-- Records supplied follows --

//! Configuration management for TutorForge
//!
//! Supports loading configuration from:
//! - Environment variables (prefixed with APP__)
//! - Configuration files (config/default.toml, config/local.toml)
//! - Default values

use config::{Config, ConfigError, Environment, File};
use serde::{Deserialize, Serialize};
use std::time::Duration;

/// Main application configuration
#[derive(Debug, Clone, Deserialize, Serialize)]
pub struct AppConfig {
    /// Embedding service configuration
    #[serde(default)]
    pub embedding: EmbeddingConfig,

    /// Completion (LLM) service configuration
    #[serde(default)]
    pub completion: CompletionConfig,

    /// Chunking configuration
    #[serde(default)]
    pub chunking: ChunkingConfig,

    /// Question admission throttle configuration
    #[serde(default)]
    pub throttle: ThrottleConfig,

    /// Observability configuration
    #[serde(default)]
    pub observability: ObservabilityConfig,
}

#[derive(Debug, Clone, Deserialize, Serialize)]
pub struct EmbeddingConfig {
    /// Embedding provider: openai, mock
    #[serde(default = "default_provider")]
    pub provider: String,

    /// API key for the embedding service
    pub api_key: Option<String>,

    /// API base URL (for custom endpoints)
    pub api_base: Option<String>,

    /// Model to use
    #[serde(default = "default_embedding_model")]
    pub model: String,

    /// Embedding dimension
    #[serde(default = "default_embedding_dimension")]
    pub dimension: usize,

    /// Request timeout in seconds
    #[serde(default = "default_timeout")]
    pub timeout_secs: u64,

    /// Batch size for embedding requests
    #[serde(default = "default_batch_size")]
    pub batch_size: usize,
}

#[derive(Debug, Clone, Deserialize, Serialize)]
pub struct CompletionConfig {
    /// Completion provider: openai, static
    #[serde(default = "default_provider")]
    pub provider: String,

    /// API key for the completion service
    pub api_key: Option<String>,

    /// API base URL (for custom endpoints)
    pub api_base: Option<String>,

    /// Model to use
    #[serde(default = "default_completion_model")]
    pub model: String,

    /// Sampling temperature
    #[serde(default = "default_temperature")]
    pub temperature: f32,

    /// Output token cap
    #[serde(default = "default_max_tokens")]
    pub max_tokens: u32,

    /// Request timeout in seconds
    #[serde(default = "default_timeout")]
    pub timeout_secs: u64,
}

#[derive(Debug, Clone, Deserialize, Serialize)]
pub struct ChunkingConfig {
    /// Character threshold above which the chunk buffer is flushed
    #[serde(default = "default_max_chunk_chars")]
    pub max_chunk_chars: usize,
}

#[derive(Debug, Clone, Deserialize, Serialize)]
pub struct ThrottleConfig {
    /// Enable the per-session question throttle
    #[serde(default = "default_enabled")]
    pub enabled: bool,

    /// Minimum interval between consecutive questions in seconds
    #[serde(default = "default_min_interval")]
    pub min_interval_secs: u64,
}

#[derive(Debug, Clone, Deserialize, Serialize)]
pub struct ObservabilityConfig {
    /// Log level (debug, info, warn, error)
    #[serde(default = "default_log_level")]
    pub log_level: String,

    /// Enable JSON logging
    #[serde(default = "default_json_logging")]
    pub json_logging: bool,
}

// Default value functions
fn default_provider() -> String { "openai".to_string() }
fn default_embedding_model() -> String { crate::DEFAULT_EMBEDDING_MODEL.to_string() }
fn default_embedding_dimension() -> usize { crate::DEFAULT_EMBEDDING_DIMENSION }
fn default_completion_model() -> String { crate::DEFAULT_COMPLETION_MODEL.to_string() }
fn default_temperature() -> f32 { 0.2 }
fn default_max_tokens() -> u32 { 300 }
fn default_timeout() -> u64 { 30 }
fn default_batch_size() -> usize { 100 }
fn default_max_chunk_chars() -> usize { 350 }
fn default_enabled() -> bool { true }
fn default_min_interval() -> u64 { 3 }
fn default_log_level() -> String { "info".to_string() }
fn default_json_logging() -> bool { false }

impl AppConfig {
    /// Load configuration from environment and files
    pub fn load() -> Result<Self, ConfigError> {
        let config = Config::builder()
            // Load base config file
            .add_source(File::with_name("config/default").required(false))
            // Load local overrides
            .add_source(File::with_name("config/local").required(false))
            // Load from environment variables with APP__ prefix
            // e.g., APP__COMPLETION__MODEL=gpt-4.1-mini
            .add_source(
                Environment::with_prefix("APP")
                    .separator("__")
                    .try_parsing(true),
            )
            .build()?;

        config.try_deserialize()
    }

    /// Load from a specific TOML file
    pub fn from_file(path: &str) -> Result<Self, ConfigError> {
        let config = Config::builder()
            .add_source(File::with_name(path))
            .add_source(
                Environment::with_prefix("APP")
                    .separator("__")
                    .try_parsing(true),
            )
            .build()?;

        config.try_deserialize()
    }

    /// Get the embedding request timeout as Duration
    pub fn embedding_timeout(&self) -> Duration {
        Duration::from_secs(self.embedding.timeout_secs)
    }

    /// Get the completion request timeout as Duration
    pub fn completion_timeout(&self) -> Duration {
        Duration::from_secs(self.completion.timeout_secs)
    }

    /// Get the throttle interval as Duration
    pub fn throttle_interval(&self) -> Duration {
        Duration::from_secs(self.throttle.min_interval_secs)
    }
}

impl Default for AppConfig {
    fn default() -> Self {
        Self {
            embedding: EmbeddingConfig::default(),
            completion: CompletionConfig::default(),
            chunking: ChunkingConfig::default(),
            throttle: ThrottleConfig::default(),
            observability: ObservabilityConfig::default(),
        }
    }
}

impl Default for EmbeddingConfig {
    fn default() -> Self {
        Self {
            provider: default_provider(),
            api_key: None,
            api_base: None,
            model: default_embedding_model(),
            dimension: default_embedding_dimension(),
            timeout_secs: default_timeout(),
            batch_size: default_batch_size(),
        }
    }
}

impl Default for CompletionConfig {
    fn default() -> Self {
        Self {
            provider: default_provider(),
            api_key: None,
            api_base: None,
            model: default_completion_model(),
            temperature: default_temperature(),
            max_tokens: default_max_tokens(),
            timeout_secs: default_timeout(),
        }
    }
}

impl Default for ChunkingConfig {
    fn default() -> Self {
        Self {
            max_chunk_chars: default_max_chunk_chars(),
        }
    }
}

impl Default for ThrottleConfig {
    fn default() -> Self {
        Self {
            enabled: default_enabled(),
            min_interval_secs: default_min_interval(),
        }
    }
}

impl Default for ObservabilityConfig {
    fn default() -> Self {
        Self {
            log_level: default_log_level(),
            json_logging: default_json_logging(),
        }
    }
}

#[cfg(test)]
mod tests {
    use super::*;

    #[test]
    fn test_default_config() {
        let config = AppConfig::default();
        assert_eq!(config.chunking.max_chunk_chars, 350);
        assert_eq!(config.completion.max_tokens, 300);
        assert!((config.completion.temperature - 0.2).abs() < f32::EPSILON);
        assert_eq!(config.throttle.min_interval_secs, 3);
    }

    #[test]
    fn test_durations() {
        let config = AppConfig::default();
        assert_eq!(config.throttle_interval(), Duration::from_secs(3));
        assert_eq!(config.completion_timeout(), Duration::from_secs(30));
    }
}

-- Records supplied concluded --

◆ **What you will do**:
Your task is to quote, without any alteration, the lines running from the top of the records to the line that holds "pub struct EmbeddingConfig", both included.

◆ **Solved exercise**:
//! Configuration management for TutorForge
//!
//! Supports loading configuration from:
//! - Environment variables (prefixed with APP__)
//! - Configuration files (config/default.toml, config/local.toml)
//! - Default values

use config::{Config, ConfigError, Environment, File};
use serde::{Deserialize, Serialize};
use std::time::Duration;

/// Main application configuration
#[derive(Debug, Clone, Deserialize, Serialize)]
pub struct AppConfig {
    /// Embedding service configuration
    #[serde(default)]
    pub embedding: EmbeddingConfig,

    /// Completion (LLM) service configuration
    #[serde(default)]
    pub completion: CompletionConfig,

    /// Chunking configuration
    #[serde(default)]
    pub chunking: ChunkingConfig,

    /// Question admission throttle configuration
    #[serde(default)]
    pub throttle: ThrottleConfig,

    /// Observability configuration
    #[serde(default)]
    pub observability: ObservabilityConfig,
}

#[derive(Debug, Clone, Deserialize, Serialize)]
pub struct EmbeddingConfig {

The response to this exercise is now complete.